Saved data entries:

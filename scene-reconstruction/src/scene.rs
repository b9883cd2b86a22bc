use crate::error::{PipelineError, Result};
use nalgebra::{Isometry3, Point3};
use serde::{Deserialize, Serialize};
use std::collections::BTreeMap;

/// A view that was found to plausibly overlap another view.
#[derive(Debug, Clone, PartialEq, Serialize, Deserialize)]
pub struct SimilarView {
    /// The view id of the other image
    pub id: String,
    /// How strongly the two views are believed to overlap, higher is better
    pub score: f64,
}

/// The output of similar-image discovery.
///
/// Views are kept in the order they were added, which is the order of the
/// input list. Once [`SimilarityDatabase::fixate`] has been called the
/// database is read-only and its ids are reused by every later stage.
#[derive(Debug, Clone, Default, PartialEq, Serialize, Deserialize)]
pub struct SimilarityDatabase {
    views: Vec<String>,
    similar: BTreeMap<String, Vec<SimilarView>>,
    fixated: bool,
}

impl SimilarityDatabase {
    pub fn new() -> Self {
        Self::default()
    }

    /// Adds a view with no similar images yet.
    pub fn add_view(&mut self, id: impl Into<String>) -> Result<()> {
        self.check_open()?;
        let id = id.into();
        self.similar.entry(id.clone()).or_default();
        self.views.push(id);
        Ok(())
    }

    /// Marks two views as similar. The relation is symmetric.
    pub fn connect(&mut self, a: &str, b: &str, score: f64) -> Result<()> {
        self.check_open()?;
        for (from, to) in [(a, b), (b, a)] {
            let list = self.similar.entry(from.to_owned()).or_default();
            if !list.iter().any(|s| s.id == to) {
                list.push(SimilarView {
                    id: to.to_owned(),
                    score,
                });
            }
        }
        Ok(())
    }

    fn check_open(&self) -> Result<()> {
        if self.fixated {
            return Err(PipelineError::DatabaseFixated);
        }
        Ok(())
    }

    /// Finalizes the database. No views or relations can be added afterwards.
    pub fn fixate(&mut self) {
        self.fixated = true;
    }

    pub fn is_fixated(&self) -> bool {
        self.fixated
    }

    pub fn views(&self) -> &[String] {
        &self.views
    }

    pub fn similar(&self, id: &str) -> &[SimilarView] {
        self.similar.get(id).map(Vec::as_slice).unwrap_or(&[])
    }

    /// Every unordered similar pair exactly once, ordered by the first view.
    pub fn pairs(&self) -> Vec<(&str, &SimilarView)> {
        let position: BTreeMap<&str, usize> = self
            .views
            .iter()
            .enumerate()
            .map(|(ix, id)| (id.as_str(), ix))
            .collect();
        let mut pairs = vec![];
        for (own, id) in self.views.iter().enumerate() {
            for other in self.similar(id) {
                if position.get(other.id.as_str()).map_or(false, |&p| p > own) {
                    pairs.push((id.as_str(), other));
                }
            }
        }
        pairs
    }
}

/// A scored candidate relationship between two views.
#[derive(Debug, Clone, PartialEq, Serialize, Deserialize)]
pub struct PairwiseEdge {
    pub src: String,
    pub dst: String,
    /// Whether the relationship has enough parallax to carry 3D information
    pub is_3d: bool,
    pub score_3d: f64,
    pub count_inliers: usize,
}

/// The graph of views and their candidate relationships.
#[derive(Debug, Clone, Default, PartialEq, Serialize, Deserialize)]
pub struct PairwiseGraph {
    pub nodes: Vec<String>,
    pub edges: Vec<PairwiseEdge>,
}

impl PairwiseGraph {
    pub fn edges_of<'a>(&'a self, id: &'a str) -> impl Iterator<Item = &'a PairwiseEdge> + 'a {
        self.edges
            .iter()
            .filter(move |e| e.src == id || e.dst == id)
    }
}

/// Intrinsics of the simplified pinhole model used during reconstruction.
#[derive(Debug, Copy, Clone, PartialEq, Serialize, Deserialize)]
pub struct PinholeSimplified {
    pub f: f64,
    pub k1: f64,
    pub k2: f64,
}

/// A view which has been incorporated into a working scene graph.
#[derive(Debug, Clone, PartialEq, Serialize, Deserialize)]
pub struct WorkingView {
    /// Index of this view inside the scene, used by refinement and dense stereo
    pub index: usize,
    /// The pairwise graph node this view came from
    pub id: String,
    pub world_to_view: Isometry3<f64>,
    pub intrinsics: PinholeSimplified,
}

/// A connected subset of the pairwise graph with estimated cameras and sparse structure.
#[derive(Debug, Clone, Default, PartialEq, Serialize, Deserialize)]
pub struct WorkingSceneGraph {
    pub views: Vec<WorkingView>,
    pub points: Vec<Point3<f64>>,
}

impl WorkingSceneGraph {
    /// Maps scene view indices to the view ids needed to load their images.
    pub fn view_to_id(&self) -> BTreeMap<usize, String> {
        self.views.iter().map(|v| (v.index, v.id.clone())).collect()
    }
}

/// A bundle-adjusted view.
#[derive(Debug, Clone, PartialEq, Serialize, Deserialize)]
pub struct RefinedView {
    pub index: usize,
    pub world_to_view: Isometry3<f64>,
    pub intrinsics: PinholeSimplified,
}

/// Bundle-adjusted cameras and structure derived from one working scene graph.
#[derive(Debug, Clone, Default, PartialEq, Serialize, Deserialize)]
pub struct RefinedScene {
    pub views: Vec<RefinedView>,
    pub points: Vec<Point3<f64>>,
}

impl RefinedScene {
    pub fn view(&self, index: usize) -> Option<&RefinedView> {
        self.views.iter().find(|v| v.index == index)
    }
}

#[cfg(test)]
mod tests {
    use super::*;

    #[test]
    fn pairs_are_reported_once_in_view_order() {
        let mut db = SimilarityDatabase::new();
        for id in ["0", "1", "2"] {
            db.add_view(id).unwrap();
        }
        db.connect("2", "0", 0.5).unwrap();
        db.connect("0", "1", 0.9).unwrap();
        db.connect("1", "0", 0.9).unwrap();
        db.fixate();

        let pairs: Vec<_> = db
            .pairs()
            .into_iter()
            .map(|(a, b)| (a, b.id.as_str()))
            .collect();
        assert_eq!(pairs, vec![("0", "2"), ("0", "1")]);
        assert_eq!(db.similar("1").len(), 1);
    }

    #[test]
    fn fixated_database_rejects_changes() {
        let mut db = SimilarityDatabase::new();
        db.add_view("0").unwrap();
        db.add_view("1").unwrap();
        db.fixate();
        assert!(matches!(db.add_view("2"), Err(PipelineError::DatabaseFixated)));
        assert!(matches!(
            db.connect("0", "1", 1.0),
            Err(PipelineError::DatabaseFixated)
        ));
        assert_eq!(db.views().len(), 2);
        assert!(db.similar("0").is_empty());
    }
}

> PROBLEM TO SOLVE: Repeat exactly the lines above, starting with the first line of the records and finishing with the line holding "order of the". Add no other line.

> RESPONSE FOR THIS EXERCISE:
filename scene-reconstruction/src/scene.rs
repository b9883cd2b86a22bc
use crate::error::{PipelineError, Result};
use nalgebra::{Isometry3, Point3};
use serde::{Deserialize, Serialize};
use std::collections::BTreeMap;

/// A view that was found to plausibly overlap another view.
#[derive(Debug, Clone, PartialEq, Serialize, Deserialize)]
pub struct SimilarView {
    /// The view id of the other image
    pub id: String,
    /// How strongly the two views are believed to overlap, higher is better
    pub score: f64,
}

/// The output of similar-image discovery.
///
/// Views are kept in the order they were added, which is the order of the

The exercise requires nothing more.